* Work order
Please give the data again in full, precisely as it is written.

Stored items:
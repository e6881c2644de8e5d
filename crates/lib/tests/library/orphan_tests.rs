use agentkit_lib::component::ComponentId;
use agentkit_lib::sync::{ChangeKind, SyncOptions};
use agentkit_lib::tools::Tool;

use super::common::{Fixture, all_set};

fn repo_with_review_skill() -> Fixture {
  let fx = Fixture::with_tools(&[Tool::Claude]);
  fx.write_repo(
    "skills/review/SKILL.md",
    "---\nrequires:\n  agents: [reviewer]\n  mcpServers: [github]\n---\n# Review\n",
  );
  fx.write_repo("agents/reviewer.md", "# Reviewer\n");
  fx.write_repo("mcp/github.json", r#"{"command":"gh-mcp"}"#);
  fx.write_repo("commands/deploy.md", "# Deploy\n");
  fx
}

fn id(s: &str) -> ComponentId {
  s.parse().unwrap()
}

#[tokio::test]
async fn selection_installs_dependency_closure() {
  let fx = repo_with_review_skill();

  let report = fx.sync(&["skill:review"], &SyncOptions::default()).await;
  assert_eq!(
    report.installed,
    vec![id("skill:review"), id("agent:reviewer"), id("mcpServer:github")]
  );

  let record = fx.target().tracker().read();
  assert!(!record.lookup(&id("skill:review")).unwrap().dependency);
  assert!(record.lookup(&id("agent:reviewer")).unwrap().dependency);
}

#[tokio::test]
async fn orphans_are_offered_not_forced() {
  let fx = repo_with_review_skill();
  fx.sync(&["skill:review"], &SyncOptions::default()).await;

  let plan = fx.plan(&["command:deploy"], &all_set);
  let orphans: Vec<&ComponentId> = plan.orphans().collect();
  assert_eq!(orphans, vec![&id("agent:reviewer"), &id("mcpServer:github")]);
  assert_eq!(plan.of_kind(ChangeKind::Remove).count(), 1);

  let report = fx.sync(&["command:deploy"], &SyncOptions::default()).await;
  assert_eq!(report.removed, vec![id("skill:review")]);
  assert!(fx.project.join(".claude/agents/reviewer.md").exists());

  // Orphans stay orphans on the next run until removed
  let options = SyncOptions {
    remove_orphans: true,
    ..Default::default()
  };
  let report = fx.sync(&["command:deploy"], &options).await;
  assert_eq!(report.removed, vec![id("agent:reviewer"), id("mcpServer:github")]);
  assert!(!fx.project.join(".claude/agents/reviewer.md").exists());
}

#[tokio::test]
async fn dependency_selected_directly_is_promoted() {
  let fx = repo_with_review_skill();
  fx.sync(&["skill:review"], &SyncOptions::default()).await;

  fx.sync(&["skill:review", "agent:reviewer"], &SyncOptions::default()).await;
  fx.sync(&["agent:reviewer"], &SyncOptions::default()).await;

  let record = fx.target().tracker().read();
  assert!(record.lookup(&id("agent:reviewer")).is_some());
  assert!(!record.lookup(&id("agent:reviewer")).unwrap().dependency);
  assert!(record.lookup(&id("skill:review")).is_none());
}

* Task answer
repository e6881c2644de8e5d
filename crates/lib/tests/library/orphan_tests.rs
use agentkit_lib::component::ComponentId;
use agentkit_lib::sync::{ChangeKind, SyncOptions};
use agentkit_lib::tools::Tool;

use super::common::{Fixture, all_set};

fn repo_with_review_skill() -> Fixture {
  let fx = Fixture::with_tools(&[Tool::Claude]);
  fx.write_repo(
    "skills/review/SKILL.md",
    "---\nrequires:\n  agents: [reviewer]\n  mcpServers: [github]\n---\n# Review\n",
  );
  fx.write_repo("agents/reviewer.md", "# Reviewer\n");
  fx.write_repo("mcp/github.json", r#"{"command":"gh-mcp"}"#);
  fx.write_repo("commands/deploy.md", "# Deploy\n");
  fx
}

fn id(s: &str) -> ComponentId {
  s.parse().unwrap()
}

#[tokio::test]
async fn selection_installs_dependency_closure() {
  let fx = repo_with_review_skill();

  let report = fx.sync(&["skill:review"], &SyncOptions::default()).await;
  assert_eq!(
    report.installed,
    vec![id("skill:review"), id("agent:reviewer"), id("mcpServer:github")]
  );

  let record = fx.target().tracker().read();
  assert!(!record.lookup(&id("skill:review")).unwrap().dependency);
  assert!(record.lookup(&id("agent:reviewer")).unwrap().dependency);
}

#[tokio::test]
async fn orphans_are_offered_not_forced() {
  let fx = repo_with_review_skill();
  fx.sync(&["skill:review"], &SyncOptions::default()).await;

  let plan = fx.plan(&["command:deploy"], &all_set);
  let orphans: Vec<&ComponentId> = plan.orphans().collect();
  assert_eq!(orphans, vec![&id("agent:reviewer"), &id("mcpServer:github")]);
  assert_eq!(plan.of_kind(ChangeKind::Remove).count(), 1);

  let report = fx.sync(&["command:deploy"], &SyncOptions::default()).await;
  assert_eq!(report.removed, vec![id("skill:review")]);
  assert!(fx.project.join(".claude/agents/reviewer.md").exists());

  // Orphans stay orphans on the next run until removed
  let options = SyncOptions {
    remove_orphans: true,
    ..Default::default()
  };
  let report = fx.sync(&["command:deploy"], &options).await;
  assert_eq!(report.removed, vec![id("agent:reviewer"), id("mcpServer:github")]);
  assert!(!fx.project.join(".claude/agents/reviewer.md").exists());
}

#[tokio::test]
async fn dependency_selected_directly_is_promoted() {
  let fx = repo_with_review_skill();
  fx.sync(&["skill:review"], &SyncOptions::default()).await;

  fx.sync(&["skill:review", "agent:reviewer"], &SyncOptions::default()).await;
  fx.sync(&["agent:reviewer"], &SyncOptions::default()).await;

  let record = fx.target().tracker().read();
  assert!(record.lookup(&id("agent:reviewer")).is_some());
  assert!(!record.lookup(&id("agent:reviewer")).unwrap().dependency);
  assert!(record.lookup(&id("skill:review")).is_none());
}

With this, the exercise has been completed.